Activity – Scan the entries for "already". Every line that holds it is to be copied.

[Dataset items]

Start of Block

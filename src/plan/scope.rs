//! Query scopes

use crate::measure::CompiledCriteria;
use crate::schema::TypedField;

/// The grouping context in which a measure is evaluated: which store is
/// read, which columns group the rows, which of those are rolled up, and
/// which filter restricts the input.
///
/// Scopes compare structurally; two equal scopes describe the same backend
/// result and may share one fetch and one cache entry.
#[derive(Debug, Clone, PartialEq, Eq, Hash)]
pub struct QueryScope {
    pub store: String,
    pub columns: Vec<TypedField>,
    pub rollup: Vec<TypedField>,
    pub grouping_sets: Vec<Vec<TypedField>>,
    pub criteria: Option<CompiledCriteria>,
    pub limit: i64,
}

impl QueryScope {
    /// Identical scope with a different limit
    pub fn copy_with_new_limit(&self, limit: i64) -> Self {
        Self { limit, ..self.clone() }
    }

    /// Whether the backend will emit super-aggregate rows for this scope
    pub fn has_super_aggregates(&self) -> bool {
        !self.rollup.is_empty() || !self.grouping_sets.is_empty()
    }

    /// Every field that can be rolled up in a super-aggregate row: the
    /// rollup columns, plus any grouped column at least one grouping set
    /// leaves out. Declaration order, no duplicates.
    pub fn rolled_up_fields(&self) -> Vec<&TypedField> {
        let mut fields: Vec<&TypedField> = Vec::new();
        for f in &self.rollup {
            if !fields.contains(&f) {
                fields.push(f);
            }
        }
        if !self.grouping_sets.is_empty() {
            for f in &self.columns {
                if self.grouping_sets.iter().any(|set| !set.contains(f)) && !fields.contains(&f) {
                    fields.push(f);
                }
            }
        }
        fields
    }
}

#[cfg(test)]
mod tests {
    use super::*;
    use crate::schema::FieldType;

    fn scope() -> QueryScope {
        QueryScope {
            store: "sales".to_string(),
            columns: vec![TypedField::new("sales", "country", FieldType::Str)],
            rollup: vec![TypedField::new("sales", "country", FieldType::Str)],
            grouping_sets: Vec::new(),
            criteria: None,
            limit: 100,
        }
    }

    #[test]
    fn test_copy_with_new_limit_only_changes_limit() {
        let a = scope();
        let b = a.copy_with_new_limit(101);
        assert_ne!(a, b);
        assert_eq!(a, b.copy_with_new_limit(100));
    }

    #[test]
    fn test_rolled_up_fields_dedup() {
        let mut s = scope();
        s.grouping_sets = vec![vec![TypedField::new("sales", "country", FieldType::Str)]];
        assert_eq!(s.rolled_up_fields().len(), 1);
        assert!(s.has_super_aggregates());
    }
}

End of Block
Start of Block

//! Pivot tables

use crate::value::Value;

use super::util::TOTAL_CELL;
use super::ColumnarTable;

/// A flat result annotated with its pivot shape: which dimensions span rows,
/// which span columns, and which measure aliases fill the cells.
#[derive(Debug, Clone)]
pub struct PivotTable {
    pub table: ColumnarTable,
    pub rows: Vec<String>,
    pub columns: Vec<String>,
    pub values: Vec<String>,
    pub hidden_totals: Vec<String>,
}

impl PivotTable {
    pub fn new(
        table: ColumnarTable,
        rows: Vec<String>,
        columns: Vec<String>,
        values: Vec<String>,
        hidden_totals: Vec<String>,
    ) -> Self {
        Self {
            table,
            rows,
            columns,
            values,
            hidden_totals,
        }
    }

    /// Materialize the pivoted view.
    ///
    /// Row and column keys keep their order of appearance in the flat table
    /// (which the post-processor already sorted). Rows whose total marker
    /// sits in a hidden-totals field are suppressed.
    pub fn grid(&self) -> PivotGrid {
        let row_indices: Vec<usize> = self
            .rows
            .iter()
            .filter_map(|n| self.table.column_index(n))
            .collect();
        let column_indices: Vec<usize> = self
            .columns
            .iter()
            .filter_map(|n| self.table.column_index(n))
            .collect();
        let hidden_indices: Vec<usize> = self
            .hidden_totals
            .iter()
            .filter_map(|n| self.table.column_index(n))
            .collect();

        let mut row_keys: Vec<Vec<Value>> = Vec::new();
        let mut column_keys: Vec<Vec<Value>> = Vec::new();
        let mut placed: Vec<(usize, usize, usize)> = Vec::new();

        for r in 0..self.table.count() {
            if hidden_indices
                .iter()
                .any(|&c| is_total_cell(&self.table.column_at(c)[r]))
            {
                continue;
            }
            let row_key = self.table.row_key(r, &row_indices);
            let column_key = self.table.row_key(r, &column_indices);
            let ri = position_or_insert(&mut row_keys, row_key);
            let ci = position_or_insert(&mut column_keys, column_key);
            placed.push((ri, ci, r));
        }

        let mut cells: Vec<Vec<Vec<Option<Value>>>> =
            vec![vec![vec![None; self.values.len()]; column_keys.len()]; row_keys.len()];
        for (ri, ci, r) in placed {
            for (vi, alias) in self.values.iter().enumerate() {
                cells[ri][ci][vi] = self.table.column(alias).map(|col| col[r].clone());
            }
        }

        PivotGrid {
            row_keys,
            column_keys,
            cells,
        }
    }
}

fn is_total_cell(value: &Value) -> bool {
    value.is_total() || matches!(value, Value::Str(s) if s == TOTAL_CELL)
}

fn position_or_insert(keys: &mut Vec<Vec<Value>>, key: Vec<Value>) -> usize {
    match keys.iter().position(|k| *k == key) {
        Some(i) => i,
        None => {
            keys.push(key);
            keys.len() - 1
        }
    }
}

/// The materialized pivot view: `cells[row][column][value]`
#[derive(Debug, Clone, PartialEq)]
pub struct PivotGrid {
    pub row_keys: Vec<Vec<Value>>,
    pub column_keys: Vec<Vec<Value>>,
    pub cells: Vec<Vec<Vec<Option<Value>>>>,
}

End of Block
Start of Block

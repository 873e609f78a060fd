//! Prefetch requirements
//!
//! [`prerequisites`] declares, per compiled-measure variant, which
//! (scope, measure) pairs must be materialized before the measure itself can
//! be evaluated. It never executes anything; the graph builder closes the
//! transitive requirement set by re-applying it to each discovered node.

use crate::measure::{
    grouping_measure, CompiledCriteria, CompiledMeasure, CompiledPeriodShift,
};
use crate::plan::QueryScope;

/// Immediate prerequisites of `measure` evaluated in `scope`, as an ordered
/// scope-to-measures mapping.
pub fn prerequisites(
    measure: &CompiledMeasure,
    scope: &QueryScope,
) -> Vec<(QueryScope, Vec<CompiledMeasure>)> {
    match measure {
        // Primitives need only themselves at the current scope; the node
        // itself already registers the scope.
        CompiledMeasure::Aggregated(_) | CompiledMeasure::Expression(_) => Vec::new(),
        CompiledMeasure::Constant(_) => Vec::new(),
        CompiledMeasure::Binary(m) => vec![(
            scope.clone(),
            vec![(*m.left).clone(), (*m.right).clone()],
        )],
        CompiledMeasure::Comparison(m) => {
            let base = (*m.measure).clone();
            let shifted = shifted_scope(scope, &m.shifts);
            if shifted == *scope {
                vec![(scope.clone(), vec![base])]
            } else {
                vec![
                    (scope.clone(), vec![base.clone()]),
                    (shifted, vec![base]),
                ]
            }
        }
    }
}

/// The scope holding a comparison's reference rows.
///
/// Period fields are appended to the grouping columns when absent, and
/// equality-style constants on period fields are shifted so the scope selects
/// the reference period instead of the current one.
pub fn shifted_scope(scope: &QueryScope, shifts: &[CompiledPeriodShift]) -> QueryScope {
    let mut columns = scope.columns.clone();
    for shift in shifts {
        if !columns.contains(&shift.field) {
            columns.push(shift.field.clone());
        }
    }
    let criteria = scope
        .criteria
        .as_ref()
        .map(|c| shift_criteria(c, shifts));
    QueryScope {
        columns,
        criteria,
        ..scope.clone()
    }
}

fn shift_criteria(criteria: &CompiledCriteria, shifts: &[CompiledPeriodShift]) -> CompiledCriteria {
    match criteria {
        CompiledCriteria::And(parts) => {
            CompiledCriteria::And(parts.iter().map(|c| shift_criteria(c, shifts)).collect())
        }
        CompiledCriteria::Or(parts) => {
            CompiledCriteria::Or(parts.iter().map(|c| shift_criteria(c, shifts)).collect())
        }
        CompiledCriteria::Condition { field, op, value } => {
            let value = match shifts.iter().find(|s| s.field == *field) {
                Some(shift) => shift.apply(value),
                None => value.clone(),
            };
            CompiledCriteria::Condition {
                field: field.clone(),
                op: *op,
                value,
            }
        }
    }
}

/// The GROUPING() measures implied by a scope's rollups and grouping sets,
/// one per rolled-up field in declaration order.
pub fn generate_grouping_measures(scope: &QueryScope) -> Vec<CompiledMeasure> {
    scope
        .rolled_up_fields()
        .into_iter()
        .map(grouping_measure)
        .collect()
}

End of Block

Answer to this task –
    /// (which the post-processor already sorted). Rows whose total marker
        // itself already registers the scope.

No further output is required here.